The inhibition of KLF6 suppresses the proliferation of nasopharyngeal carcinoma cells and promotes apoptosis by inducing cell cycle arrest

Abstract

To investigate the role of KLF6 in nasopharyngeal carcinoma (NPC) cells. NPC C666-1 cells were transfected with si-NC, si-KLF6, miR-181-5p mimics, and miR-NC. The transfection efficiency was evaluated using qRT-PCR to measure the expression of miR-181-5p and KLF6. The protein expression level of KLF6 was detected using WB assay. Cell proliferation was assessed using the CCK8 assay to determine the effect of KLF6. Flow cytometry was used to detect apoptosis and changes in the cell cycle of NPC cells after KLF6 inhibition. The targeting relationship between miR-181-5p and KLF6 was verified using dual fluorescein assay. The qRT-PCR results demonstrated successful transfection of si-NC, si-KLF6, miR-181-5p mimics, and miR-NC. Inhibition of KLF6 led to a decrease in miR-181 expression, whereas overexpression of miR-181-5p increased KLF6 expression.

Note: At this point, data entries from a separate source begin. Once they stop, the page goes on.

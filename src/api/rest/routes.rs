//! # REST Routes
//!
//! Router construction and middleware.

use crate::api::rest::handlers::{AppState, calculate_distance, calculate_shipping, health};
use axum::Router;
use axum::http::{HeaderValue, Method, header};
use axum::routing::{get, post};
use std::sync::Arc;
use tower::ServiceBuilder;
use tower_http::cors::{AllowOrigin, CorsLayer};
use tower_http::trace::TraceLayer;

/// Builds the CORS layer. An empty list allows any origin.
#[must_use]
pub fn cors_layer(allowed_origins: &[String]) -> CorsLayer {
    if allowed_origins.is_empty() {
        return CorsLayer::permissive();
    }

    let origins: Vec<HeaderValue> = allowed_origins
        .iter()
        .filter_map(|origin| match HeaderValue::from_str(origin) {
            Ok(value) => Some(value),
            Err(e) => {
                tracing::warn!(origin = %origin, error = %e, "ignoring invalid CORS origin");
                None
            }
        })
        .collect();

    CorsLayer::new()
        .allow_origin(AllowOrigin::list(origins))
        .allow_methods([Method::GET, Method::POST, Method::PUT, Method::DELETE])
        .allow_headers([header::CONTENT_TYPE, header::AUTHORIZATION])
}

/// Creates the application router.
///
/// # Routes
///
/// - `POST /calculate-shipping`
/// - `POST /calculate-distance`
/// - `GET /health`
pub fn create_router(state: Arc<AppState>, allowed_origins: &[String]) -> Router {
    Router::new()
        .route("/calculate-shipping", post(calculate_shipping))
        .route("/calculate-distance", post(calculate_distance))
        .route("/health", get(health))
        .layer(
            ServiceBuilder::new()
                .layer(TraceLayer::new_for_http())
                .layer(cors_layer(allowed_origins)),
        )
        .with_state(state)
}
//! # Domain Errors
//!
//! Error types raised by value-object construction and shipping policies.
//!
//! # Examples
//!
//! ```
//! use storefront::domain::errors::DomainError;
//!
//! let err = DomainError::invalid_postal_code("123");
//! assert!(err.is_invalid_input());
//!
//! let err = DomainError::invalid_configuration("breakpoints out of order");
//! assert!(!err.is_invalid_input());
//! ```

use thiserror::Error;

/// Error type for domain rule violations.
#[derive(Debug, Clone, PartialEq, Error)]
pub enum DomainError {
    /// No postal code was supplied, or it was blank.
    #[error("postal code is required")]
    MissingPostalCode,

    /// The postal code did not normalize to exactly 8 digits.
    #[error("invalid postal code '{input}': expected 8 digits, got {digits}")]
    InvalidPostalCode {
        /// Raw input as received.
        input: String,
        /// Number of digits left after normalization.
        digits: usize,
    },

    /// A distance was negative or not finite.
    #[error("invalid distance: {0} km")]
    InvalidDistance(f64),

    /// A coordinate was not finite or out of range.
    #[error("invalid coordinate ({latitude}, {longitude})")]
    InvalidCoordinate {
        /// Latitude in decimal degrees.
        latitude: f64,
        /// Longitude in decimal degrees.
        longitude: f64,
    },

    /// Tier rules or schedules violate their ordering constraints.
    #[error("invalid shipping configuration: {0}")]
    InvalidConfiguration(String),

    /// A distance-based policy was asked to quote without a distance.
    #[error("policy {0} requires a distance")]
    DistanceRequired(&'static str),
}

impl DomainError {
    /// Creates an invalid postal code error for the given raw input.
    #[must_use]
    pub fn invalid_postal_code(input: impl Into<String>) -> Self {
        let input = input.into();
        let digits = input.chars().filter(char::is_ascii_digit).count();
        Self::InvalidPostalCode { input, digits }
    }

    /// Creates an invalid configuration error.
    #[must_use]
    pub fn invalid_configuration(message: impl Into<String>) -> Self {
        Self::InvalidConfiguration(message.into())
    }

    /// Returns true if this error was caused by caller-supplied input.
    ///
    /// These are surfaced as client errors and never retried.
    #[must_use]
    pub fn is_invalid_input(&self) -> bool {
        matches!(
            self,
            Self::MissingPostalCode
                | Self::InvalidPostalCode { .. }
                | Self::InvalidDistance(_)
                | Self::InvalidCoordinate { .. }
        )
    }
}

/// Result type for domain operations.
pub type DomainResult<T> = Result<T, DomainError>;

Furthermore, suppressing KLF6 expression resulted in inhibited proliferation of C666-1 cells and enhanced apoptosis. This led to an increase in S-phase cells and a decrease in G₂/M-phase cells. The dual luciferase results confirmed the targeted binding between miR-181-5p and KLF6. Inhibition of KLF6 suppresses NPC cell proliferation and promotes apoptosis through induction of cell cycle arrest.